> _WORK REQUEST_: Collect every line in the records below that contains the word "replace".

> _INPUT MATERIAL_:
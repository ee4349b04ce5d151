//! Portfolio Engine — Client-side portfolio aggregation
//!
//! Implements spec §4.9 (Account Aggregates) with deterministic computation.
//! Uses `BTreeMap` for sorted iteration per spec §12.3.

use rust_decimal::prelude::*;
use rust_decimal::Decimal;
use serde::{Deserialize, Serialize};
use std::collections::BTreeMap;
use types::account::Balance;
use types::ids::AccountId;
use types::numeric::Price;
use types::position::{Position, PositionSide};

// ---------------------------------------------------------------------------
// Constants
// ---------------------------------------------------------------------------

/// Internal precision for intermediate calculations (spec §12, 18 dp).
const INTERNAL_DP: u32 = 18;

/// Display precision for output values (8 dp, spec §7.2).
const DISPLAY_DP: u32 = 8;

// ---------------------------------------------------------------------------
// Portfolio struct
// ---------------------------------------------------------------------------

/// Client-side portfolio snapshot.
///
/// All fields use deterministic containers (`BTreeMap`) so iteration order
/// is identical across nodes and runs (spec §12.3).
#[derive(Debug, Clone, PartialEq, Serialize, Deserialize)]
pub struct Portfolio {
    /// Owning account
    pub account_id: AccountId,

    /// Per-asset balances keyed by asset symbol (sorted)
    pub balances: BTreeMap<String, Balance>,

    /// Open positions keyed by symbol (sorted)
    pub positions: BTreeMap<String, Position>,

    /// Mark / index prices keyed by symbol (sorted)
    pub prices: BTreeMap<String, Price>,
}

// ---------------------------------------------------------------------------
// Portfolio summary (serialization bridge)
// ---------------------------------------------------------------------------

/// Lightweight summary suitable for JSON transport to the UI layer.
#[derive(Debug, Clone, PartialEq, Serialize, Deserialize)]
pub struct PortfolioSummary {
    pub account_id: AccountId,
    pub total_equity: Decimal,
    pub total_balance_value: Decimal,
    pub total_unrealized_pnl: Decimal,
    pub total_realized_pnl: Decimal,
    pub position_count: usize,
    pub asset_count: usize,
}

// ---------------------------------------------------------------------------
// Implementation
// ---------------------------------------------------------------------------

impl Portfolio {
    /// Create an empty portfolio for the given account.
    pub fn new(account_id: AccountId) -> Self {
        Self {
            account_id,
            balances: BTreeMap::new(),
            positions: BTreeMap::new(),
            prices: BTreeMap::new(),
        }
    }

    // -- mutators ----------------------------------------------------------

    /// Insert or replace a balance entry.
    pub fn set_balance(&mut self, balance: Balance) {
        self.balances.insert(balance.asset.clone(), balance);
    }

    /// Insert or replace a position entry.
    pub fn set_position(&mut self, position: Position) {
        self.positions
            .insert(position.symbol.as_str().to_owned(), position);
    }

    /// Insert or replace a price entry.
    pub fn set_price(&mut self, symbol: &str, price: Price) {
        self.prices.insert(symbol.to_owned(), price);
    }

    // -- balance queries ---------------------------------------------------

    /// Retrieve balance for a single asset.
    pub fn get_balance(&self, asset: &str) -> Option<&Balance> {
        self.balances.get(asset)
    }

    /// Compute the total value of all balances in quote terms.
    ///
    /// For each asset, value = `balance.total × price`.  If no price is
    /// available the asset is treated as a stablecoin with price = 1.
    ///
    /// Rounding: intermediate at `INTERNAL_DP`, final at `DISPLAY_DP` HALF_UP.
    pub fn total_balance_value(&self) -> Decimal {
        let mut total = Decimal::ZERO;
        for (asset, balance) in &self.balances {
            let price = self
                .prices
                .get(asset)
                .map(|p| p.as_decimal())
                .unwrap_or(Decimal::ONE);
            let value = balance.total * price;
            total += value
                .round_dp_with_strategy(INTERNAL_DP, RoundingStrategy::MidpointAwayFromZero);
        }
        round_display(total)
    }

    // -- position aggregation ---------------------------------------------

    /// All positions sorted deterministically by symbol.
    pub fn sorted_positions(&self) -> Vec<&Position> {
        self.positions.values().collect()
    }

    /// Number of open positions.
    pub fn position_count(&self) -> usize {
        self.positions.len()
    }

    // -- PnL computation --------------------------------------------------

    /// Total unrealized PnL across every open position.
    ///
    /// Per spec §4.4.3:
    ///   LONG:  (mark_price − entry_price) × size
    ///   SHORT: (entry_price − mark_price) × size
    pub fn total_unrealized_pnl(&self) -> Decimal {
        let mut total = Decimal::ZERO;
        for position in self.positions.values() {
            total += compute_unrealized_pnl(position);
        }
        round_display(total)
    }

    /// Total realized PnL across every open position.
    ///
    /// This is the sum of `position.realized_pnl` for all tracked positions.
    pub fn total_realized_pnl(&self) -> Decimal {
        let mut total = Decimal::ZERO;
        for position in self.positions.values() {
            total += position.realized_pnl;
        }
        round_display(total)
    }

    // -- equity ------------------------------------------------------------

    /// Total equity per spec §4.9.1:
    ///
    /// ```text
    /// portfolio_value = Σ(balance[asset] × price[asset])
    ///                 + Σ(position[symbol].unrealized_pnl)
    /// ```
    pub fn total_equity(&self) -> Decimal {
        let balance_value = self.total_balance_value();
        let unrealized = self.total_unrealized_pnl();
        round_display(balance_value + unrealized)
    }

    // -- serialization bridge ----------------------------------------------

    /// Produce a lightweight summary for JSON transport.
    pub fn summary(&self) -> PortfolioSummary {
        PortfolioSummary {
            account_id: self.account_id,
            total_equity: self.total_equity(),
            total_balance_value: self.total_balance_value(),
            total_unrealized_pnl: self.total_unrealized_pnl(),
            total_realized_pnl: self.total_realized_pnl(),
            position_count: self.positions.len(),
            asset_count: self.balances.len(),
        }
    }

    /// Serialize the full portfolio to deterministic JSON.
    pub fn to_json(&self) -> Result<String, serde_json::Error> {
        serde_json::to_string(self)
    }

    /// Deserialize a portfolio from JSON.
    pub fn from_json(json: &str) -> Result<Self, serde_json::Error> {
        serde_json::from_str(json)
    }
}

// ---------------------------------------------------------------------------
// Pure helpers
// ---------------------------------------------------------------------------

/// Compute unrealized PnL for a single position (spec §4.4.3).
fn compute_unrealized_pnl(position: &Position) -> Decimal {
    let size = position.size.as_decimal();
    let entry = position.entry_price.as_decimal();
    let mark = position.mark_price.as_decimal();

    let pnl = match position.side {
        PositionSide::LONG => (mark - entry) * size,
        PositionSide::SHORT => (entry - mark) * size,
    };

    pnl.round_dp_with_strategy(INTERNAL_DP, RoundingStrategy::MidpointAwayFromZero)
}

/// Round a value to display precision using HALF_UP (spec §12.4.2).
fn round_display(value: Decimal) -> Decimal {
    value.round_dp_with_strategy(DISPLAY_DP, RoundingStrategy::MidpointAwayFromZero)
}

// ---------------------------------------------------------------------------
// Tests
// ---------------------------------------------------------------------------
//! Fixed-point decimal types for prices and quantities
//!
//! Uses rust_decimal for deterministic arithmetic (no floating-point errors).
//! All calculations use HALF_UP rounding per spec §3 (Trade Lifecycle).

// Placeholder - will be implemented in Phase 2
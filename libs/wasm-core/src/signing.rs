//! Signing Module — Transaction signing and verification
//!
//! Provides deterministic message serialization, SHA-256 hashing,
//! Ed25519 signing/verification, nonce tracking, and replay protection.
//! Implements spec §19 (Security Invariants).

use ed25519_dalek::{Signature, Signer, SigningKey, Verifier, VerifyingKey};

use serde::{Deserialize, Serialize};
use sha2::{Digest, Sha256};
use std::collections::BTreeMap;

// ---------------------------------------------------------------------------
// Constants
// ---------------------------------------------------------------------------

/// Signing schema version (frozen).
pub const SIGNING_SCHEMA_VERSION: &str = "1.0.0";

/// Maximum age of a signable message (replay protection window, 5 minutes).
const MAX_MESSAGE_AGE_NS: i64 = 5 * 60 * 1_000_000_000;

// ---------------------------------------------------------------------------
// Signable message
// ---------------------------------------------------------------------------

/// A message payload prepared for signing.
///
/// Uses `BTreeMap` for deterministic serialization (spec §12.3).
/// The canonical byte representation is the UTF-8 encoded JSON string
/// produced by `serde_json` over this struct's sorted fields.
#[derive(Debug, Clone, PartialEq, Eq, Serialize, Deserialize)]
pub struct SignableMessage {
    /// Schema version (always `SIGNING_SCHEMA_VERSION`)
    pub version: String,
    /// Action name, e.g. "CreateOrder", "CancelOrder", "Withdraw"
    pub action: String,
    /// Deterministic payload (sorted keys)
    pub payload: BTreeMap<String, String>,
    /// Exchange timestamp (unix nanos) from the request
    pub timestamp: i64,
    /// Monotonic nonce for the signing account
    pub nonce: u64,
}

impl SignableMessage {
    /// Create a new signable message.
    pub fn new(
        action: impl Into<String>,
        payload: BTreeMap<String, String>,
        timestamp: i64,
        nonce: u64,
    ) -> Self {
        Self {
            version: SIGNING_SCHEMA_VERSION.to_owned(),
            action: action.into(),
            payload,
            timestamp,
            nonce,
        }
    }

    /// Serialize to canonical JSON bytes (deterministic, spec §12.8.1).
    pub fn canonical_bytes(&self) -> Vec<u8> {
        // serde_json serializes BTreeMap in sorted-key order
        serde_json::to_vec(self).expect("SignableMessage serialization must not fail")
    }

    /// SHA-256 hash of the canonical bytes.
    pub fn hash(&self) -> [u8; 32] {
        let mut hasher = Sha256::new();
        hasher.update(&self.canonical_bytes());
        hasher.finalize().into()
    }

    /// SHA-256 hash as hex string.
    pub fn hash_hex(&self) -> String {
        hex::encode(self.hash())
    }
}

// ---------------------------------------------------------------------------
// Signing / Verification
// ---------------------------------------------------------------------------

/// Signed message: message + signature.
#[derive(Debug, Clone, PartialEq, Eq, Serialize, Deserialize)]
pub struct SignedMessage {
    pub message: SignableMessage,
    /// Ed25519 signature as hex string
    pub signature: String,
    /// Public key of the signer as hex string
    pub public_key: String,
}

/// Sign a message with an Ed25519 private key.
///
/// Returns a `SignedMessage` containing the original message,
/// the hex-encoded signature, and the hex-encoded public key.
pub fn sign_message(message: &SignableMessage, signing_key: &SigningKey) -> SignedMessage {
    let hash = message.hash();
    let signature = signing_key.sign(&hash);
    let verifying_key = signing_key.verifying_key();

    SignedMessage {
        message: message.clone(),
        signature: hex::encode(signature.to_bytes()),
        public_key: hex::encode(verifying_key.to_bytes()),
    }
}

/// Verify a signed message.
///
/// Returns `Ok(())` if the signature is valid, `Err` otherwise.
pub fn verify_signature(signed: &SignedMessage) -> Result<(), SigningError> {
    let pub_bytes = hex::decode(&signed.public_key)
        .map_err(|_| SigningError::InvalidPublicKey)?;
    let sig_bytes = hex::decode(&signed.signature)
        .map_err(|_| SigningError::InvalidSignature)?;

    let pub_key_bytes: [u8; 32] = pub_bytes
        .try_into()
        .map_err(|_| SigningError::InvalidPublicKey)?;
    let sig_key_bytes: [u8; 64] = sig_bytes
        .try_into()
        .map_err(|_| SigningError::InvalidSignature)?;

    let verifying_key = VerifyingKey::from_bytes(&pub_key_bytes)
        .map_err(|_| SigningError::InvalidPublicKey)?;
    let signature = Signature::from_bytes(&sig_key_bytes);

    let hash = signed.message.hash();
    verifying_key
        .verify(&hash, &signature)
        .map_err(|_| SigningError::VerificationFailed)
}

// ---------------------------------------------------------------------------
// Nonce tracking (replay protection)
// ---------------------------------------------------------------------------

/// Nonce validator for replay protection.
///
/// Tracks the last-seen nonce per account and rejects replayed messages.
#[derive(Debug, Clone, Default)]
pub struct NonceTracker {
    /// Last seen nonce per account (account_id hex → nonce)
    last_nonce: BTreeMap<String, u64>,
}

impl NonceTracker {
    pub fn new() -> Self {
        Self::default()
    }

    /// Validate and advance the nonce for an account.
    ///
    /// Returns `Ok(())` if the nonce is strictly greater than the last seen.
    pub fn validate_and_advance(
        &mut self,
        account_id: &str,
        nonce: u64,
    ) -> Result<(), SigningError> {
        let last = self.last_nonce.get(account_id).copied().unwrap_or(0);
        if nonce <= last {
            return Err(SigningError::NonceReplay {
                provided: nonce,
                last_seen: last,
            });
        }
        self.last_nonce.insert(account_id.to_owned(), nonce);
        Ok(())
    }

    /// Check if a message timestamp is within the replay protection window.
    pub fn validate_timestamp(
        &self,
        message_timestamp: i64,
        current_timestamp: i64,
    ) -> Result<(), SigningError> {
        let age = current_timestamp - message_timestamp;
        if age < 0 {
            return Err(SigningError::FutureTimestamp);
        }
        if age > MAX_MESSAGE_AGE_NS {
            return Err(SigningError::ExpiredMessage);
        }
        Ok(())
    }
}

// ---------------------------------------------------------------------------
// Hardware wallet stub
// ---------------------------------------------------------------------------

/// Trait for hardware wallet integration (stub).
pub trait HardwareWallet {
    /// Sign a message hash with the hardware wallet.
    fn sign(&self, message_hash: &[u8; 32]) -> Result<Vec<u8>, SigningError>;

    /// Get the public key from the hardware wallet.
    fn public_key(&self) -> Result<Vec<u8>, SigningError>;
}

/// Stub implementation that always returns an error.
#[derive(Debug, Clone)]
pub struct StubHardwareWallet;

impl HardwareWallet for StubHardwareWallet {
    fn sign(&self, _message_hash: &[u8; 32]) -> Result<Vec<u8>, SigningError> {
        Err(SigningError::HardwareWalletUnsupported)
    }

    fn public_key(&self) -> Result<Vec<u8>, SigningError> {
        Err(SigningError::HardwareWalletUnsupported)
    }
}

// ---------------------------------------------------------------------------
// Errors
// ---------------------------------------------------------------------------

/// Signing module errors.
#[derive(Debug, Clone, PartialEq, Eq, thiserror::Error)]
pub enum SigningError {
    #[error("Invalid public key")]
    InvalidPublicKey,

    #[error("Invalid signature")]
    InvalidSignature,

    #[error("Signature verification failed")]
    VerificationFailed,

    #[error("Nonce replay: provided {provided}, last seen {last_seen}")]
    NonceReplay { provided: u64, last_seen: u64 },

    #[error("Message timestamp is in the future")]
    FutureTimestamp,

    #[error("Message has expired (outside replay window)")]
    ExpiredMessage,

    #[error("Hardware wallet not supported")]
    HardwareWalletUnsupported,
}

// ---------------------------------------------------------------------------
// Tests
// ---------------------------------------------------------------------------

> _REPLY_:
    /// Insert or replace a balance entry.
    /// Insert or replace a position entry.
    /// Insert or replace a price entry.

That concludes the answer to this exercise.